• _Description of the task_
What do the lines from the top of the data through the line with "reader = returned;" say? Quote them exactly and include both ends.

• _Records for the exercise_
◆ ◆ ◆ ◆

/// Reader worker: pulls blocks off the queue until it is empty or the read
/// buffer goes away.
async fn run_reader<B: StatsBackend>(
    backend: Arc<B>,
    segments: PathBuf,
    image: String,
    band: usize,
    work_rx: &async_channel::Receiver<Block>,
    read_tx: mpsc::Sender<BlockData>,
    insert_timeout: Duration,
) -> Result<()> {
    let mut reader = tokio::task::spawn_blocking(move || backend.open_reader(&segments, &image, band))
        .await
        .map_err(join_error)??;

    while let Ok(block) = work_rx.recv().await {
        // the reader moves onto the blocking pool and back for each block
        let (returned, data) = tokio::task::spawn_blocking(move || {
            let data = reader.read_block(block);
            (reader, data)
        })
        .await
        .map_err(join_error)?;
        reader = returned;

        match timeout(insert_timeout, read_tx.send(data?)).await {
            Ok(Ok(())) => {}
            Ok(Err(_)) => {
                tracing::debug!("Read buffer closed, stopping reader");
                break;
            }
            Err(_) => {
                return Err(StitchError::stats_timeout(format!(
                    "read buffer insert timed out after {:?}",
                    insert_timeout
                )))
            }
        }
    }
    Ok(())
}

/// Compute stage: reduces each block on the blocking pool.
async fn run_compute<R: Reduction>(
    reduction: Arc<R>,
    mut read_rx: mpsc::Receiver<BlockData>,
    compute_tx: mpsc::Sender<Partial<R::State>>,
    pop_timeout: Duration,
    insert_timeout: Duration,
) -> Result<()> {
    loop {
        let data = match timeout(pop_timeout, read_rx.recv()).await {
            Ok(Some(data)) => data,
            Ok(None) => break,
            Err(_) => {
                return Err(StitchError::stats_timeout(format!(
                    "read buffer pop timed out after {:?}",
                    pop_timeout
                )))
            }
        };

        let reduction = Arc::clone(&reduction);
        let partial = tokio::task::spawn_blocking(move || Partial::from_block(reduction.as_ref(), &data))
            .await
            .map_err(join_error)?;

        match timeout(insert_timeout, compute_tx.send(partial)).await {
            Ok(Ok(())) => {}
            Ok(Err(_)) => {
                tracing::debug!("Compute buffer closed, stopping compute stage");
                break;
            }
            Err(_) => {
                return Err(StitchError::stats_timeout(format!(
                    "compute buffer insert timed out after {:?}",
                    insert_timeout
                )))
            }
        }
    }
    Ok(())
}

/// Merge stage: folds partials into the accumulator on the blocking pool,
/// finishing segments as they complete.
async fn run_merge<R: Reduction>(
    mut acc: Accumulator<R>,
    mut compute_rx: mpsc::Receiver<Partial<R::State>>,
    pop_timeout: Duration,
) -> Result<Accumulator<R>> {
    loop {
        let partial = match timeout(pop_timeout, compute_rx.recv()).await {
            Ok(Some(partial)) => partial,
            Ok(None) => return Ok(acc),
            Err(_) => {
                return Err(StitchError::stats_timeout(format!(
                    "compute buffer pop timed out after {:?}",
                    pop_timeout
                )))
            }
        };

        let (returned, merged) = tokio::task::spawn_blocking(move || {
            let merged = acc.merge(partial);
            (acc, merged)
        })
        .await
        .map_err(join_error)?;
        acc = returned;
        merged?;
    }
}

fn join_error(err: JoinError) -> StitchError {
    StitchError::stats(format!("statistics task failed: {}", err))
}

fn flatten<T>(joined: std::result::Result<Result<T>, JoinError>) -> Result<T> {
    joined.map_err(join_error)?
}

◆ ◆ ◆ ◆

• _Exercise output_
/// Reader worker: pulls blocks off the queue until it is empty or the read
/// buffer goes away.
async fn run_reader<B: StatsBackend>(
    backend: Arc<B>,
    segments: PathBuf,
    image: String,
    band: usize,
    work_rx: &async_channel::Receiver<Block>,
    read_tx: mpsc::Sender<BlockData>,
    insert_timeout: Duration,
) -> Result<()> {
    let mut reader = tokio::task::spawn_blocking(move || backend.open_reader(&segments, &image, band))
        .await
        .map_err(join_error)??;

    while let Ok(block) = work_rx.recv().await {
        // the reader moves onto the blocking pool and back for each block
        let (returned, data) = tokio::task::spawn_blocking(move || {
            let data = reader.read_block(block);
            (reader, data)
        })
        .await
        .map_err(join_error)?;
        reader = returned;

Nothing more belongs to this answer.